Vor 43 Jahren wurde Hanns-Martin Schleyer von der zweiten Generation der linksextremistischen Terrororganisation RAF entführt, wochenlang als Geisel gehalten und schlussendlich brutal ermordet. In einem letzten Versuch, den Entführten zu befreien wendet sich der Sohn Schleyers an das Bundesverfassungsgericht, um die Bundesregierung zur Rettung des Entführungsopfers zu veranlassen. Vertreten wird er dabei u.a. von Dr. Klaus-Albrecht Gerstenmaier, der sich für uns bereit erklärt hat, die Ereignisse von damals nochmals wiederzugeben.


von Laurens Greschat

© Jolanda Olivia Zürcher.

Am Nachmittag des 5. September 1977 befindet sich der Arbeitgeberpräsident und Wirtschafts-Funktionär Dr. Hanns Martin Schleyer von einem Treffen der Bundesvereinigung der deutschen Arbeitgeberverbände in Köln auf dem Weg nach Hause, seiner Wohnung in Köln-Braunsfeld in der Raschdodorffstraße 10. Als seine Wagenkolone gegen 17:25 Uhr in die parallel zu seiner Wohnung verlaufende Vincenz-Stratz-Straße einbiegt, muss Schleyers Fahrer plötzlich scharf abbremsen, denn die Straße wird blockiert von einem quer zur Fahrbahn abgestellten gelben Mercedes und einem daneben liegenden blauen Kinderwagen. In der Folge fährt Schleyers Begleitwagen mit Schritttempo auf den Mercedes des Arbeitgeberpräsidenten auf. In genau diesem Augenblick rennen von links vier Personen auf die beiden Fahrzeuge zu und eröffnen augenblicklich das Feuer. Mit gezielten Schüssen töten die Unbekannten sowohl die drei im Begleitfahrzeug sitzenden Polizeibeamten als auch den Fahrer der Schleyers Wagen steuert. Einer der unbekannten Täter zerrt Schleyer aus seinem Fahrzeug und schleppt ihn mit Hilfe eines zweiten in ein bereitstehendes Fluchtfahrzeug. Anschließend verlassen die Täter in schneller Fahrt den Ort des Geschehens.
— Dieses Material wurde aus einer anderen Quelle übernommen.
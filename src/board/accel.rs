//! ADXL345 behind the Altera UP accelerometer SPI core.
//!
//! The core hides the SPI framing behind two byte registers: write the
//! ADXL345 register number to ADDRESS, then read or write DATA.

use playerpad::{AxisTransport, TransportError};

const ADDRESS: usize = 0x00;
const DATA: usize = 0x01;

// ADXL345 registers
const DEVID: u8 = 0x00;
const DATAX0: u8 = 0x32;
const DATAX1: u8 = 0x33;

const ADXL345_DEVID: u8 = 0xE5;

pub struct AccelerometerSpi {
    base: usize,
}

impl AccelerometerSpi {
    /// # Safety
    /// `base` must be the base of the accelerometer SPI core, owned by
    /// nothing else.
    pub const unsafe fn new(base: usize) -> Self {
        Self { base }
    }

    fn read_register(&mut self, reg: u8) -> u8 {
        // SAFETY: see `new`. The core stalls the bus until DATA is valid.
        unsafe {
            core::ptr::write_volatile((self.base + ADDRESS) as *mut u8, reg);
            core::ptr::read_volatile((self.base + DATA) as *const u8)
        }
    }
}

impl AxisTransport for AccelerometerSpi {
    fn probe(&mut self) -> Result<(), TransportError> {
        match self.read_register(DEVID) {
            ADXL345_DEVID => Ok(()),
            other => Err(TransportError::WrongDevice(other)),
        }
    }

    fn read_x(&mut self) -> Result<i32, TransportError> {
        let lo = self.read_register(DATAX0);
        let hi = self.read_register(DATAX1);
        Ok(i32::from(i16::from_le_bytes([lo, hi])))
    }
}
Wenige Stunden später wird das abgestellte Fluchtfahrzeug von einer Polizeistreife in einer Tiefgarage entdeckt und mit diesem auch das erste Indiz auf die Identität der Entführer. Denn im Wageninneren finden die Ermittler eine Nachricht direkt gerichtet an die Bundesregierung unterzeichnet mit dem Kürzel: „RAF“.


Die linksextremistische terroristische Vereinigung „Rote Armee Fraktion“ hatte ihre Wurzeln in der gesellschaftlich angespannten Situation der 1960er Jahre. In dieser Zeit wuchs in der noch jungen BRD eine Generation heran, welche die Rolle ihrer Eltern, Angehörigen und Träger öffentlicher Ämter in der Zeit des Nationalsozialismus kritischer betrachtete. Bürgerlichkeit, Kapitalismus und auch die Demokratie wurden zunehmend in Frage gestellt. Vorbilder fand diese Generation in den Bürgerrechtsbewegungen der USA und den massiven Protesten gegen den Vietnamkrieg. Damals waren es überwiegend Studenten, die sich in der so genannten Westdeutschen Studentenbewegung beteiligten, und friedlich für eine Auseinandersetzung mit der NS-Vergangenheit und gegen staatliche Maßnahmen wie das 1968 verabschiedete Notstandsgesetz protestierten. Während jedoch die überwiegende Mehrheit dieser Studentenbewegung friedlich für ihre Forderungen demonstrierte, gründeten sich auch einige militante Splittergruppen, für die friedlicher Protest nicht genug war. Unter diesen militanten Splittergruppen ist auch die RAF zu verorten.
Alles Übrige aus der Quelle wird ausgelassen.